Les saucisses, un produit cancérogène

Toujours selon le nutritionniste, la grillade (au barbecue) a comme conséquence directe l’altération et la destruction des vitamines, ainsi que la production de substances toxiques et cancérigènes liée aux cuissons longues et aux fortes températures. Les mêmes conséquences qu’avec les modes de cuissons comme la friture et les sauces grasses.«Des solutions existent pour remplacer ces modes de cuissons néfastes. C’est le cas des cuissons comme la grillade verticale et d’autres aspects importants à prendre en considération tels que la marinade, le feu doux, l’utilisation du charbon de bois, la cuisson courte et la consommation modérée des viandes grillées (1x/mois)», recommande le nutritionniste.Ces substances cancérogènes sont fréquentes surtout sur la saucisse. Dr Said Hassane, chimiste, précise : «la pellicule utilisée pour l’emballage de la viande de saucisse peut être cancérigène selon le mode de conservation appliqué ; il faudrait que l’État contrôle les produits importés et veille à ce que la conservation et l’hygiène soient respectées », souligne-t-il.
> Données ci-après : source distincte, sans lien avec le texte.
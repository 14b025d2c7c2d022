use chrono::{DateTime, Utc};
use serde::{Deserialize, Serialize};
use serde_json::Value;

use crate::error::TypeError;

pub type Uuid = i32;

#[derive(
    Clone, Debug, PartialEq, PartialOrd, sqlx::Type, Serialize, Eq, Ord, Hash, Deserialize,
)]
#[sqlx(type_name = "user_type", rename_all = "lowercase")]
#[serde(rename_all = "snake_case")]
pub enum UserRole {
    User,
    Admin,
}

impl TryFrom<Value> for UserRole {
    type Error = TypeError;

    fn try_from(value: Value) -> Result<Self, Self::Error> {
        match value.as_str() {
            Some(value) => match value {
                "user" => Ok(Self::User),
                "admin" => Ok(Self::Admin),
                _ => Err(TypeError::new("Invalid variant")),
            },
            None => Err(TypeError::new("Failed to parse value as string")),
        }
    }
}

#[derive(Clone, Debug, PartialEq, PartialOrd, Serialize, Eq, Ord, Hash)]
#[serde(rename_all = "snake_case")]
pub enum RecipeOrder {
    Alphabetical,
    PubDateAsc,
    PubDateDesc,
    CookingTimeAsc,
    CookingTimeDesc,
}

impl TryFrom<Value> for RecipeOrder {
    type Error = TypeError;

    fn try_from(value: Value) -> Result<Self, Self::Error> {
        match value.as_str() {
            Some(value) => match value {
                "alphabetical" => Ok(Self::Alphabetical),
                "pub_date_asc" => Ok(Self::PubDateAsc),
                "pub_date_desc" => Ok(Self::PubDateDesc),
                "cooking_time_asc" => Ok(Self::CookingTimeAsc),
                "cooking_time_desc" => Ok(Self::CookingTimeDesc),
                _ => Err(TypeError::new("Invalid variant")),
            },
            None => Err(TypeError::new("Failed to parse value as string")),
        }
    }
}

#[derive(sqlx::FromRow, Debug, Clone, Serialize)]
pub struct User {
    pub id: Uuid,
    pub email: String,
    pub username: String,
    pub first_name: String,
    pub last_name: String,
    pub avatar: Option<String>,
    pub password: String,
    pub uid: UserRole,
}

/// Public projection of [`User`]; never carries the password hash.
#[derive(Debug, Clone, Serialize)]
pub struct UserView {
    pub id: Uuid,
    pub email: String,
    pub username: String,
    pub first_name: String,
    pub last_name: String,
    pub avatar: Option<String>,
    pub is_subscribed: bool,
}

impl UserView {
    pub fn from_user(user: User, is_subscribed: bool) -> Self {
        Self {
            id: user.id,
            email: user.email,
            username: user.username,
            first_name: user.first_name,
            last_name: user.last_name,
            avatar: user.avatar,
            is_subscribed,
        }
    }
}

#[derive(sqlx::FromRow, Debug, Clone, Serialize)]
pub struct UserRow {
    pub id: Uuid,
    pub email: String,
    pub username: String,
    pub first_name: String,
    pub last_name: String,
    pub avatar: Option<String>,

    pub count: i64,
}

#[derive(sqlx::FromRow, Debug, Clone, Serialize)]
pub struct RecipeTag {
    pub id: Uuid,
    pub name: String,
    pub slug: String,
}

#[derive(sqlx::FromRow, Debug, Clone, Serialize)]
pub struct Ingredient {
    pub id: Uuid,
    pub name: String,
    pub measurement_unit: String,
}

#[derive(sqlx::FromRow, Debug, Clone, Serialize)]
pub struct Recipe {
    pub id: Uuid,
    pub author_id: Uuid,
    pub name: String,
    pub text: String,
    pub cooking_time: i32,
    pub image: String,
    pub pub_date: DateTime<Utc>,
}

#[derive(sqlx::FromRow, Debug, Clone, Serialize)]
pub struct RecipeRow {
    pub id: Uuid,
    pub author_id: Uuid,
    pub name: String,
    pub text: String,
    pub cooking_time: i32,
    pub image: String,
    pub pub_date: DateTime<Utc>,

    pub count: i64,
}

/// One ingredient line of a recipe, joined with the ingredient it points at.
#[derive(sqlx::FromRow, Debug, Clone, Serialize)]
pub struct RecipePart {
    pub recipe_id: Uuid,
    pub ingredient_id: Uuid,
    pub amount: i32,
    pub name: String,
    pub measurement_unit: String,
}

/// Aggregated shopping-list line: one row per distinct ingredient across
/// every recipe in the requesting user's cart.
#[derive(sqlx::FromRow, Debug, Clone, Serialize)]
pub struct ShoppingListRow {
    pub name: String,
    pub measurement_unit: String,
    pub total_amount: i64,
}

#[derive(Debug, Clone, PartialEq, Eq)]
pub struct IngredientAmount {
    pub id: Uuid,
    pub amount: i32,
}

impl TryFrom<Value> for IngredientAmount {
    type Error = TypeError;

    fn try_from(value: Value) -> Result<Self, Self::Error> {
        let id = value
            .get("id")
            .and_then(Value::as_i64)
            .and_then(|id| i32::try_from(id).ok())
            .ok_or(TypeError::new("Ingredient entry is missing a numeric id"))?;
        let amount = value
            .get("amount")
            .and_then(Value::as_i64)
            .and_then(|amount| i32::try_from(amount).ok())
            .ok_or(TypeError::new("Ingredient entry is missing a numeric amount"))?;

        Ok(Self { id, amount })
    }
}

/// Parsed create/update payload for a recipe, before validation.
#[derive(Debug, Clone)]
pub struct RecipeDraft {
    pub name: String,
    pub text: String,
    pub cooking_time: i32,
    pub image: Option<String>,
    pub tags: Vec<Uuid>,
    pub ingredients: Vec<IngredientAmount>,
}

#[cfg(test)]
mod tests {
    use super::*;
    use serde_json::json;

    #[test]
    fn ingredient_amount_parses_from_json_object() {
        let part = IngredientAmount::try_from(json!({"id": 3, "amount": 100})).unwrap();
        assert_eq!(part, IngredientAmount { id: 3, amount: 100 });
    }

    #[test]
    fn ingredient_amount_rejects_missing_fields() {
        assert!(IngredientAmount::try_from(json!({"id": 3})).is_err());
        assert!(IngredientAmount::try_from(json!({"amount": 5})).is_err());
        assert!(IngredientAmount::try_from(json!("3,5")).is_err());
    }

    #[test]
    fn recipe_order_parses_known_keys() {
        assert_eq!(
            RecipeOrder::try_from(json!("pub_date_desc")).unwrap(),
            RecipeOrder::PubDateDesc
        );
        assert!(RecipeOrder::try_from(json!("favorites_desc")).is_err());
    }
}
Hamid papa est du même avis. «La viande de saucisse est une catastrophe et un désastre pour la santé humaine. Sur le plan de la qualité diététique et nutritionnelle, ce sont des protéines vides, et sur le plan de la qualité organoleptique et sanitaire (comme leur conservation). Le problème est que dans la restauration des rues il n’y a aucune hygiène et normes de qualité sanitaire», alerte le médecin.L’élément déclencheur de ce changement alimentaire brusque peut être justifié par différentes formes à proportion nutritionniste et en aspect. La grillade est savoureuse-graisseuse, repas rapide avec une sensation de satiété rapide, et une longue digestion pouvant aller jusqu’au repas du soir. Un autre aspect économique, le prix de revient, la rareté des denrées de base et les effets qui découlent de l’augmentation du prix du riz et des produits locaux.
Toutefois, le nutritionniste Hamid Papa Abdallah rappelle que «notre santé est dans ce que nous mangeons et tout près de nous !».